Stored items:
========
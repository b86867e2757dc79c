#[cfg(any(feature = "ssr", feature = "hydrate"))]
pub mod app;
pub mod contact;
pub mod content;
pub mod nav;
pub mod reveal;
pub mod tracker;

#[cfg(feature = "hydrate")]
#[wasm_bindgen::prelude::wasm_bindgen]
pub fn hydrate() {
    use crate::app::*;
    console_error_panic_hook::set_once();
    // a second init only happens on hot reload
    let _ = console_log::init_with_level(log::Level::Debug);
    leptos::mount::hydrate_body(App);
}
========
PROBLEM TO SOLVE:
Above are the records; copy every line in them that holds the word "feature".

OUTPUT FOR THIS TASK:
#[cfg(any(feature = "ssr", feature = "hydrate"))]
#[cfg(feature = "hydrate")]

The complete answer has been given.